In the chilled and oxygen-starved turtle, something else besides its autonomic nervous system is at work. Stecyk knows this because previous studies manipulated turtle heart rates with drugs while the reptiles were warm. Once they were cold, a dose of the same pharmaceutical had no effect on the turtle's heart rate.

"Whatever is setting that heart rate at warm temperatures is not setting it in cold temperatures," he said. "But what is that?"

The process of finding out goes something like this.

Opening the Stecyk lab

Canadian-born Stecyk arrived at UAA in August of 2012 after five years as a post doc in Norway studying fish that can survive without oxygen under ice-covered ponds in winter. He'd earned his Ph.D. from the University of British Columbia in 2007 studying oxygen starvation in fresh water turtles. His new job at UAA was to teach undergraduate biology and continue his research on animals that manage to survive extreme conditions.

Anxious to continue the turtle work, last December Stecyk applied for and won a UAA faculty Innovate grant of  $10,000. This seed money was enough to do some preliminary work, hoping for significant early findings to warrant grant support from the National Science Foundation for a much larger project.

To get started, he bought red-eared slider turtles that grew up in the bayous of Louisiana before getting caught and sold for commercial purposes.

He hired two undergraduate researchers to run pharmaceutical protocols on dissected turtle hearts, and a post doc with enough experience to perform a difficult technique called patch clamping. They started gathering data.

Thursday, he took me up to his lab for a look. One undergraduate was running pharmaceutical tests on turtle right atriums. They looked like tiny pink finger tips bathed in cold bubbling water.

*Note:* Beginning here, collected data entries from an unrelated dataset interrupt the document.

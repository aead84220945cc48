//! Synthetic name generation.

use std::collections::HashSet;

use crate::ast::*;

use super::rewrite::{self, Rewrite};

/// Prefix of names produced by identifier renaming.
pub const RENAME_PREFIX: &str = "obf_";

/// Prefix of names given to inserted dead declarations.
pub const DEAD_CODE_PREFIX: &str = "unused_";

/// Produces fresh identifiers `<prefix><n>` with `n` counting up from 1.
///
/// A generated name is never handed out twice, and never coincides with a
/// name passed to [`NameGenerator::reserve`].
#[derive(Debug, Clone)]
pub struct NameGenerator {
    prefix: &'static str,
    counter: u64,
    used: HashSet<String>,
}

impl NameGenerator {
    /// Create a generator with an empty used-name set.
    pub fn new(prefix: &'static str) -> Self {
        Self {
            prefix,
            counter: 0,
            used: HashSet::new(),
        }
    }

    /// Next unused name.
    pub fn fresh(&mut self) -> String {
        loop {
            self.counter += 1;
            let name = format!("{}{}", self.prefix, self.counter);
            if self.used.insert(name.clone()) {
                return name;
            }
        }
    }

    /// Mark `name` as taken.
    pub fn reserve(&mut self, name: impl Into<String>) {
        self.used.insert(name.into());
    }

    /// Whether `name` was generated or reserved.
    pub fn is_used(&self, name: &str) -> bool {
        self.used.contains(name)
    }

    /// Forget every generated and reserved name and restart the counter.
    pub fn reset(&mut self) {
        self.counter = 0;
        self.used.clear();
    }

    /// Reserve every identifier that occurs in `program`.
    ///
    /// Takes and returns the program unchanged.
    pub fn reserve_names_in(&mut self, program: Program) -> Program {
        NameCollector(self).rewrite_program(program, &())
    }
}

/// Reserves declared and referenced names as it walks.
struct NameCollector<'a>(&'a mut NameGenerator);

impl Rewrite for NameCollector<'_> {
    type Context = ();

    fn rewrite_function_def(&mut self, node: FunctionDef, cx: &()) -> FunctionDef {
        self.0.reserve(node.name.node.as_str());
        rewrite::walk_function_def(self, node, cx)
    }

    fn rewrite_param(&mut self, node: Param, cx: &()) -> Param {
        self.0.reserve(node.name.node.as_str());
        rewrite::walk_param(self, node, cx)
    }

    fn rewrite_var_decl(&mut self, node: VarDecl, cx: &()) -> VarDecl {
        self.0.reserve(node.name.node.as_str());
        rewrite::walk_var_decl(self, node, cx)
    }

    fn rewrite_ident(&mut self, node: Loc<String>, _cx: &()) -> Loc<String> {
        self.0.reserve(node.node.as_str());
        node
    }
}
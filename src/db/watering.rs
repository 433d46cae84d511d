//! Watering schedule entries, visible only through the owning plant's uid.

use super::{Database, WateringScheduleRow};
use anyhow::Result;
use chrono::{DateTime, Utc};

impl Database {
    pub async fn list_watering(
        &self,
        uid: &str,
        plant_id: Option<i64>,
    ) -> Result<Vec<WateringScheduleRow>> {
        let rows = sqlx::query_as::<_, WateringScheduleRow>(
            "SELECT w.id, w.plant_id, w.last_watered, w.next_watering_due, w.is_watered
             FROM watering_schedules w
             JOIN plants p ON p.id = w.plant_id
             WHERE p.uid = $1 AND ($2::BIGINT IS NULL OR w.plant_id = $2)
             ORDER BY w.next_watering_due, w.id",
        )
        .bind(uid)
        .bind(plant_id)
        .fetch_all(&self.pool)
        .await?;
        Ok(rows)
    }

    pub async fn get_watering(&self, id: i64, uid: &str) -> Result<Option<WateringScheduleRow>> {
        let row = sqlx::query_as::<_, WateringScheduleRow>(
            "SELECT w.id, w.plant_id, w.last_watered, w.next_watering_due, w.is_watered
             FROM watering_schedules w
             JOIN plants p ON p.id = w.plant_id
             WHERE w.id = $1 AND p.uid = $2",
        )
        .bind(id)
        .bind(uid)
        .fetch_optional(&self.pool)
        .await?;
        Ok(row)
    }

    pub async fn insert_watering(
        &self,
        plant_id: i64,
        last_watered: DateTime<Utc>,
        next_watering_due: DateTime<Utc>,
        is_watered: bool,
    ) -> Result<WateringScheduleRow> {
        let row = sqlx::query_as::<_, WateringScheduleRow>(
            "INSERT INTO watering_schedules (plant_id, last_watered, next_watering_due, is_watered)
             VALUES ($1, $2, $3, $4)
             RETURNING id, plant_id, last_watered, next_watering_due, is_watered",
        )
        .bind(plant_id)
        .bind(last_watered)
        .bind(next_watering_due)
        .bind(is_watered)
        .fetch_one(&self.pool)
        .await?;
        Ok(row)
    }

    pub async fn update_watering(
        &self,
        id: i64,
        uid: &str,
        plant_id: i64,
        last_watered: DateTime<Utc>,
        next_watering_due: DateTime<Utc>,
        is_watered: bool,
    ) -> Result<Option<WateringScheduleRow>> {
        let row = sqlx::query_as::<_, WateringScheduleRow>(
            "UPDATE watering_schedules w SET
               plant_id = $3, last_watered = $4, next_watering_due = $5, is_watered = $6
             FROM plants p
             WHERE w.id = $1 AND p.id = w.plant_id AND p.uid = $2
             RETURNING w.id, w.plant_id, w.last_watered, w.next_watering_due, w.is_watered",
        )
        .bind(id)
        .bind(uid)
        .bind(plant_id)
        .bind(last_watered)
        .bind(next_watering_due)
        .bind(is_watered)
        .fetch_optional(&self.pool)
        .await?;
        Ok(row)
    }

    pub async fn delete_watering(&self, id: i64, uid: &str) -> Result<bool> {
        let result = sqlx::query(
            "DELETE FROM watering_schedules w
             USING plants p
             WHERE w.id = $1 AND p.id = w.plant_id AND p.uid = $2",
        )
        .bind(id)
        .bind(uid)
        .execute(&self.pool)
        .await?;
        Ok(result.rows_affected() > 0)
    }
}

Although the human eye can't see the atriums beat, electronic equipment amplifies the signal. Other equipment converts the analog pulses to digital curves beating across a laptop screen. Black lab notebooks covered with data-entry scrawls record the effects of different drugs on heart rates.

Delicate work

In a small room just off the lab bench, a senior technician attempts the tricky patch clamping. She works at a tabletop floating on nitrogen gas, necessary to avoid any outside vibration. Stecyk says outfitting the room cost $125,000, paid for with a federally funded research start-up grant that he got when he came to UAA.

Patch clamping involves a tiny glass pipette about the size of a matchstick, heated and extended until one end narrows to just 1/10 the width of a cell. Under a microscope, the technician attempts to seal the skinny pipette end to a single heart muscle cell, or cardiomyocyte.

"The goal here is to see exactly how the heart is functioning at the cellular level," Stecyk explains. "We want to isolate these pacemaker cells that spontaneously contract, and see how their clocks function at the electrical level."

Her close work is projected onto a watery gray computer screen. What looks like a pin touches a cell boundary, but before she can achieve the necessary seal, the cell collapses in upon itself.

"Ah, see, the cell is dying," says Stecyk. "Science takes so much patience." He recalls starting a lab day at 8 a.m. and ending at 2 a.m., with just one good result for all those hours. But, "You just go get another (cell) and try again. That's the job."

Meantime, he waits-patiently-for word on that $1 milion NSF grant.

NOTE: A version of this story appeared in the Anchorage Daily News on Dec. 22, 2013.